P 0,003, Kruskal Wallis Test). Metilação do

HOXB2

e

KRT13 Quais são cada significativamente maior no invasiva em comparação com tumores não-invasivos (protegida Wilcoxon rank somas, P 0,00001 e P 0,02, respectivamente). TP53 imuno-histoquímica (IHC) a intensidade da coloração foi previamente associada com uma doença mais agressivo [19], [20], e incluímos esta variável quando realizada regressão logística predição de doença invasiva, para cada um dos loci individualmente, dicotomização a extensão metilação na a mediana, e o controle de outros fatores de confusão em potencial. Em modelos controlados para a idade, sexo e TP53 imunohistoquímica intensidade de coloração do tumor, apenas a

HOXB2

metilação do promotor demonstrado uma associação independente com tumores invasivos (Tabela 2). Tumores com

HOXB2

metilação teve um OR de 7,7 (IC 95% 3,3, 18,2) por ser um tumor invasivo. Este resultado levantou em um modelo de controle para todos os 3 loci, bem como TP53 IHC intensidade de coloração e idade e sexo do paciente, onde

HOXB2

metilação foi associado com um risco aumentado 8,6 vezes de ser um tumor invasivo (95% CI 3.4, 21.7).

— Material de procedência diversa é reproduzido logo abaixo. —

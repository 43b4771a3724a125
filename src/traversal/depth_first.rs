//! Depth-first traversal as a lazy pull-based iterator.
//!
//! The traversal yields reachable nodes in preorder: the start node first,
//! then each not-yet-visited neighbor's own depth-first expansion, in
//! adjacency (insertion) order. Implemented as an explicit stack worklist
//! rather than recursive generator composition.

use std::collections::HashSet;

use crate::error::GraphError;
use crate::graph::{GraphEngine, NodeId};

/// Lazy preorder depth-first traversal over a graph.
///
/// Each reachable node is yielded exactly once; nodes in other connected
/// components are never yielded. Not restartable — construct a fresh
/// instance to traverse again.
pub struct DepthFirstTraversal<'g> {
    engine: &'g GraphEngine,
    /// Pending nodes; the top of the stack is expanded next. A node may sit
    /// on the stack more than once (diamond shapes), so membership in
    /// `visited` is re-checked at yield time.
    stack: Vec<NodeId>,
    visited: HashSet<NodeId>,
}

impl<'g> DepthFirstTraversal<'g> {
    /// Create a traversal rooted at `start`.
    ///
    /// Fails with `InvalidReference` if `start` is not a member of the
    /// graph.
    pub fn new(engine: &'g GraphEngine, start: NodeId) -> Result<Self, GraphError> {
        if engine.position(start).is_none() {
            return Err(GraphError::InvalidReference { id: start.0 });
        }
        Ok(Self {
            engine,
            stack: vec![start],
            visited: HashSet::new(),
        })
    }
}

impl Iterator for DepthFirstTraversal<'_> {
    type Item = NodeId;

    fn next(&mut self) -> Option<NodeId> {
        while let Some(node) = self.stack.pop() {
            if !self.visited.insert(node) {
                continue;
            }
            // Reversed so the first-connected neighbor is expanded first,
            // preserving the preorder of the adjacency lists.
            for &neighbor in self.engine.neighbors(node).iter().rev() {
                if !self.visited.contains(&neighbor) {
                    self.stack.push(neighbor);
                }
            }
            return Some(node);
        }
        None
    }
}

a média (círculo preenchido) e intervalos de confiança de 95% da extensão da metilação das regiões promotoras de (a)

FRZB

, (B)

KRT13

, e (C)

HOXB2

estão representados (eixo y) em comparação epitélio da bexiga não doente, tumores não invasivos e tumores invasivos (eixo-X). As diferenças no grau de metilação entre estes grupos é significativamente diferente (teste de Kruskal-Wallis), para

HOXB2

(P 0,00001) e

KRT13

(P 0,04), e

FRZB

(P 0,003). Comparações especificamente de não-invasiva em comparação com doença invasiva também revelou diferenças significativas para

HOXB2

* P 0,00001 e

KRT13

** P . 0,02

metilação do HOXB2, FRZB e KRT13 está relacionado com Agressivo não-invasivo cancro de bexiga

como estamos interessados ​​em determinar como metilação contribui para a progressão e agressividade dos tumores, que examinaram a associação entre grau de metilação e grau do tumor dentro os tumores não invasivos. A Figura 4 demonstra que não é significativamente maior grau de metilação de

HOXB2

(P 0,01),

KRT13

(P 0,01) e

KRT13

(P = 0,0001) em alto grau (3) em comparação com baixo grau (1,2) tumores não invasivos. Para controlar o potencial de confusão, foi realizada análise de regressão logística multivariada para examinar a associação entre o promotor do gene medida metilação e grau do tumor. Inicialmente, nós modelamos cada promotor gene individualmente, e observaram associações significativas entre a

FRZB

(OR 2,9, IC 95% 1,1, 7,9), e

KRT13

(OR CI 3.3, 95% 1.1, 10.1), mas apenas uma associação limítrofe significativa entre

HOXB2

metilação e alto grau de tumor (OR 2,6, IC 95% 0,9, 6,9, Tabela S2). Em seguida, examinou os efeitos aditivos de metilação desses três loci através da modelação da associação entre a metilação de todos os três loci para comparação com nenhum, 1, 2 ou metilado e doença de alto grau de não-invasiva (Tabela 3). Controlada para a idade, género, e TP53 intensidade de coloração IHC, metilação de todos os três loci foi associado a uma média de 7,4 vezes maior risco significativo de ser um tumor de alto grau (IC de 95% 2,5, 22,1).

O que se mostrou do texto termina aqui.